Shipping health and hope
By Will Hoover
Advertiser Staff Writer
There was laughter and much good-natured kidding around yesterday in the cluttered parking area outside the Balaan Catalina Society Clubhouse at 94-065 D Waipahu Depot Road.
But amid the revelry, dozens of determined volunteers strained to load heavy medical equipment into a 40-foot blue shipping container bound for the Philippines. Each worker seemed aware of the urgency of the task at hand. From 8 a.m. to 6 p.m. they boxed, lifted and hauled in unison as if motivated by the same assumption:
One hospital's throwaway bed springs are a medical miracle to a needy Third World nation.
One helper, Luz Bayot, held a clipboard and checked off the list of things that will be going across the sea. There were six dialysis machines, one EKG unit, 32 hospital beds, 46 mattresses, 100 computers, a small forest of I.V. posts ...
"We could have used a forklift," said Bayot, director of the Hawai'i Gospel Rescue Mission, as 10 men pushed and dragged three steel hospital beds up a plank and into the container the old-fashioned hard way. "This way is fun, though. This way is about fellowship."
The equipment will be donated to Cebu hospitals that can put it to good use to save lives. The computers and other educational supplies will be given to Cebu schools that otherwise would do without.
Erwin Gabrillo, past president of the society, has been the driving force behind the medical equipment effort. The campaign was born of a trip that he and Aloha Medical Mission took in 2006 to offer assistance in Southern Leyte, site of that year's deadly mudslide that killed more than 1,000 residents and buried the village of Guinsaugon.
"While there, we were able to go around to some parts of the island of Cebu and we saw hospitals with very little equipment — some had very few beds and patients were sleeping on the floor or two patients to a bed," Gabrillo said. "We realized that here when beds and other medical equipment are no longer needed, they're just thrown away."
Gabrillo, who operates a business that sends packages from the Islands to the Philippines, already had a network of contacts and a small army of Balaan Catalina Society members eager to help out. Hospitals acquiring the latest equipment were willing to donate their outdated but still usable equipment to the cause.

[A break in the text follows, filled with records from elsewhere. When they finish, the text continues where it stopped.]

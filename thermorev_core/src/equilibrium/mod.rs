//! Module providing the thermodynamic estimation service
//!
//! The reversibility check talks to this service through the
//! [`ThermodynamicEstimator`](estimator::ThermodynamicEstimator) and
//! [`CompoundMatcher`](compound::CompoundMatcher) traits. The bundled
//! implementation is backed by a table of standard transformed formation
//! energies, no thermodynamic quantities are derived from structure here.
pub mod compound;
pub mod estimator;
pub mod formula;
pub mod reaction;
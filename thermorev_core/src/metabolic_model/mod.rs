//! Module providing the representation of a genome scale metabolic model
pub mod annotation;
pub mod metabolite;
pub mod model;
pub mod reaction;
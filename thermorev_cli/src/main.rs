//! Command line front end for the thermodynamic reversibility check
//!
//! Loads a metabolic model and a compound table, runs the check, and prints
//! the report. A model with flagged reactions is still a successful run, the
//! check has no mandatory pass criterion.
//!
//! ```bash
//! thermorev model.json --compounds compounds.json
//! thermorev model.json --compounds compounds.json --ln-gamma 5 --format json
//! ```

use std::path::PathBuf;
use std::process::ExitCode;

use clap::{Parser, ValueEnum};
use thiserror::Error;
use tracing_subscriber::EnvFilter;

use thermorev_core::equilibrium::compound::{CompoundRegistry, RegistryError};
use thermorev_core::equilibrium::estimator::TabulatedEstimator;
use thermorev_core::io::json::JsonError;
use thermorev_core::metabolic_model::model::Model;
use thermorev_core::reversibility::find_incorrect_thermodynamic_reversibility;
use thermorev_core::reversibility::report::ReversibilityReport;

#[derive(Parser)]
#[command(
    name = "thermorev",
    version,
    about = "Check annotated reaction reversibility against a thermodynamic estimate"
)]
struct Cli {
    /// Metabolic model in COBRA JSON format
    model: PathBuf,

    /// Compound table with standard transformed formation energies
    #[arg(long)]
    compounds: PathBuf,

    /// Cutoff on the log reversibility index
    #[arg(long, default_value_t = 3.0)]
    ln_gamma: f64,

    /// Output format
    #[arg(long, value_enum, default_value = "text")]
    format: Format,
}

#[derive(Clone, Copy, ValueEnum)]
enum Format {
    Text,
    Json,
}

#[derive(Debug, Error)]
enum CliError {
    #[error(transparent)]
    Model(#[from] JsonError),
    #[error(transparent)]
    Compounds(#[from] RegistryError),
    #[error("Unable to serialize the report")]
    Serialize(#[from] serde_json::Error),
}

fn main() -> ExitCode {
    let filter = EnvFilter::try_from_default_env().unwrap_or_else(|_| "thermorev=info".into());
    tracing_subscriber::fmt().with_env_filter(filter).init();

    let cli = Cli::parse();
    match run(cli) {
        Ok(()) => ExitCode::SUCCESS,
        Err(err) => {
            tracing::error!("Error: {}", err);
            ExitCode::FAILURE
        }
    }
}

fn run(cli: Cli) -> Result<(), CliError> {
    let model = Model::read_json(&cli.model)?;
    let registry = CompoundRegistry::read_json(&cli.compounds)?;
    tracing::info!(
        model = model.id.as_deref().unwrap_or("unnamed"),
        reactions = model.reactions.len(),
        compounds = registry.len(),
        "loaded inputs"
    );
    let estimator = TabulatedEstimator::new(registry);
    let report = find_incorrect_thermodynamic_reversibility(
        &model,
        &estimator,
        estimator.registry(),
        Some(cli.ln_gamma),
    );
    match cli.format {
        Format::Json => println!("{}", serde_json::to_string_pretty(&report)?),
        Format::Text => print_text_report(&report),
    }
    Ok(())
}

fn print_text_report(report: &ReversibilityReport) {
    println!("{}", report);
    print_bucket("Incorrect reversibility", &report.incorrect_reversibility);
    print_bucket("Incomplete mapping", &report.incomplete_mapping);
    print_bucket("Problematic calculation", &report.problematic_calculation);
    print_bucket("Unbalanced", &report.unbalanced);
}

fn print_bucket(title: &str, ids: &[String]) {
    if ids.is_empty() {
        return;
    }
    println!();
    println!("{}:", title);
    for id in ids {
        println!("  {}", id);
    }
}
//! This module provides the metabolite struct representing a metabolite

use std::hash::Hash;

use derive_builder::Builder;

use crate::metabolic_model::annotation::Annotation;

/// Represents a metabolite
#[derive(Builder, Debug, Clone)]
pub struct Metabolite {
    /// Used to identify the metabolite (must be unique)
    pub id: String,
    /// Human Readable name of the metabolite
    #[builder(default = "None")]
    pub name: Option<String>,
    /// Which compartment the metabolite is in
    #[builder(default = "None")]
    pub compartment: Option<String>,
    /// Electrical charge of the Metabolite
    #[builder(default = "0")]
    pub charge: i32,
    /// Chemical Formula of the metabolite
    #[builder(default = "None")]
    pub formula: Option<String>,
    /// Notes about the metabolite
    #[builder(default = "None")]
    pub notes: Option<String>,
    /// Metabolite annotations
    #[builder(default = "Annotation::new()")]
    pub annotation: Annotation,
}

impl Metabolite {
    /// The metabolite id with the compartment suffix stripped
    ///
    /// Model metabolite ids commonly encode the compartment as a suffix
    /// ("glc__D_c" in compartment "c"). The base id identifies the chemical
    /// species across compartments.
    pub fn base_id(&self) -> &str {
        match self.compartment {
            Some(ref compartment) => {
                let suffix = format!("_{}", compartment);
                self.id.strip_suffix(suffix.as_str()).unwrap_or(&self.id)
            }
            None => &self.id,
        }
    }
}

impl Hash for Metabolite {
    fn hash<H: std::hash::Hasher>(&self, state: &mut H) {
        self.id.hash(state); // Hash by id
                             // If the metabolite has an associated compartment, also hash by that
        if let Some(ref compartment) = self.compartment {
            compartment.hash(state)
        };
    }
}
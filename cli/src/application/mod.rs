//! Application layer — port trait definitions and use-case orchestration.
//!
//! This module depends only on `crate::domain` — never on `crate::infra`,
//! `crate::commands`, or `crate::output`.

pub mod pipeline;
pub mod ports;
pub mod services;

pub use pipeline::PipelineRunner;
pub use ports::{
    ArchiveExtractor, ChildOutput, CommandRunner, ConfigStore, Downloader, HealthProbe, LocalFs,
    ProgressReporter,
};
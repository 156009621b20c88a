//! Unit tests for the redeploy CLI
//!
//! These tests use fake port implementations and run fast without network
//! access or a real compose CLI.

#![allow(clippy::expect_used, clippy::unwrap_used)]

mod compose_steps;
mod health_poll;
mod preconditions;
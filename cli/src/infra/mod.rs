//! Infrastructure layer — concrete implementations of application port traits.
//!
//! This module contains all I/O-performing code: process execution, HTTP,
//! archive extraction, filesystem access, and config loading.
//!
//! Imports from `crate::domain` and `crate::application::ports` are allowed.
//! Imports from `crate::commands` or `crate::output` are forbidden.

pub mod archive;
pub mod command_runner;
pub mod config;
pub mod fs;
pub mod http;
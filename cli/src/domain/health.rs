//! Health endpoint response classification.
//!
//! Pure domain logic: turns one probe attempt into a decision for the poll loop.

use std::time::Duration;

/// Delay between probes after a connection-level failure.
pub const HEALTH_POLL_INTERVAL: Duration = Duration::from_millis(500);

/// HTTP status that counts as healthy. Nothing else does.
pub const HEALTHY_STATUS: u16 = 200;

/// Result of a single probe of the health endpoint.
#[derive(Debug, Clone, PartialEq, Eq)]
pub enum ProbeResult {
    /// The server answered with this HTTP status.
    Responded(u16),
    /// No HTTP response: refused, reset, DNS failure, timeout.
    Unreachable { reason: String },
}

/// What the poll loop does next.
#[derive(Debug, Clone, PartialEq, Eq)]
pub enum PollDecision {
    Healthy,
    Unhealthy { status: u16 },
    Retry { reason: String },
}

/// Map a probe result to the next loop action.
///
/// Only connection-level failures are retried. A response with any status
/// other than 200 ends the poll, even when time remains.
#[must_use]
pub fn classify(result: ProbeResult) -> PollDecision {
    match result {
        ProbeResult::Responded(HEALTHY_STATUS) => PollDecision::Healthy,
        ProbeResult::Responded(status) => PollDecision::Unhealthy { status },
        ProbeResult::Unreachable { reason } => PollDecision::Retry { reason },
    }
}

/// Final verdict of a health poll.
#[derive(Debug, Clone, PartialEq, Eq)]
pub enum HealthVerdict {
    Healthy { attempts: u32 },
    BadStatus { status: u16, attempts: u32 },
    TimedOut { attempts: u32, last_error: Option<String> },
}

impl HealthVerdict {
    #[must_use]
    pub fn is_healthy(&self) -> bool {
        matches!(self, Self::Healthy { .. })
    }

    #[must_use]
    pub fn attempts(&self) -> u32 {
        match self {
            Self::Healthy { attempts }
            | Self::BadStatus { attempts, .. }
            | Self::TimedOut { attempts, .. } => *attempts,
        }
    }
}
//! Application service — asset sync use-case.
//!
//! Download the archive into the deployment directory, unpack it in place,
//! then delete the archive. No checksum, no rollback: a partial extraction
//! is left on disk if anything fails.

use anyhow::{Context, Result};

use crate::application::ports::{ArchiveExtractor, Downloader, LocalFs};
use crate::domain::DeployConfig;

/// Refresh the static assets under `config.deploy_dir`.
///
/// # Errors
///
/// Returns an error if the directory cannot be created, the download fails,
/// the archive is malformed, or the archive cannot be removed.
pub async fn sync_assets(
    fs: &impl LocalFs,
    downloader: &impl Downloader,
    extractor: &impl ArchiveExtractor,
    config: &DeployConfig,
) -> Result<bool> {
    let deploy_dir = &config.deploy_dir;
    fs.create_dir_all(deploy_dir)?;

    let archive = config.archive_path()?;
    let bytes = downloader
        .download(&config.archive_url, &archive)
        .await
        .with_context(|| format!("downloading {}", config.archive_url))?;
    tracing::info!(bytes, archive = %archive.display(), "archive downloaded");

    let entries = extractor
        .extract(&archive, deploy_dir)
        .await
        .with_context(|| format!("extracting {}", archive.display()))?;
    tracing::info!(entries, dir = %deploy_dir.display(), "archive extracted");

    fs.remove_file(&archive)?;
    Ok(true)
}
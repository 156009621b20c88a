//! `TerminalReporter`: prints pipeline progress on stdout.
//!
//! Inline steps print `"{message}"` then `OK` / `FAILED` on the same line.
//! Announce steps print `"{message}"` on a line of its own and nothing
//! after, since the step streams its own output. `--quiet` silences both.

use std::io::Write as _;

use crate::application::ports::ProgressReporter;
use crate::domain::{StatusStyle, Step};
use crate::output::OutputContext;

pub struct TerminalReporter<'a> {
    ctx: &'a OutputContext,
}

impl<'a> TerminalReporter<'a> {
    #[must_use]
    pub fn new(ctx: &'a OutputContext) -> Self {
        Self { ctx }
    }
}

impl ProgressReporter for TerminalReporter<'_> {
    fn step_started(&self, step: &Step) {
        if self.ctx.quiet {
            return;
        }
        match step.style {
            StatusStyle::Inline => {
                print!("{}", step.message);
                if let Err(e) = std::io::stdout().flush() {
                    tracing::debug!(step = step.name, error = %e, "stdout flush failed");
                }
            }
            StatusStyle::Announce => println!("{}", step.message),
        }
    }

    fn step_finished(&self, step: &Step, ok: bool) {
        if self.ctx.quiet || step.style == StatusStyle::Announce {
            return;
        }
        println!("{}", self.ctx.status_marker(ok));
    }
}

"It took us about three months to gather up all this equipment," said George Carpenter, a retired Department of Defense investigator and member of the society.
Carpenter said the medical equipment idea is a near-perfect fit for everyone involved.
There's not much of a market in this country for outdated hospital equipment, he said. So, medical centers frequently end up throwing the old stuff away. Meanwhile, poor countries that need EKG and dialysis machines, beds and other supplies have neither the means nor the money to acquire the used equipment.
The Balaan Catalina Society is anxious to fulfill its mission to help folks in need. The answer is for the society to serve as a conduit between those who have and those who need.
"About the only place you can outlet used hospital equipment is to Third World countries," Carpenter said. "And most hospitals don't know how to get in touch with someone in a Third World country.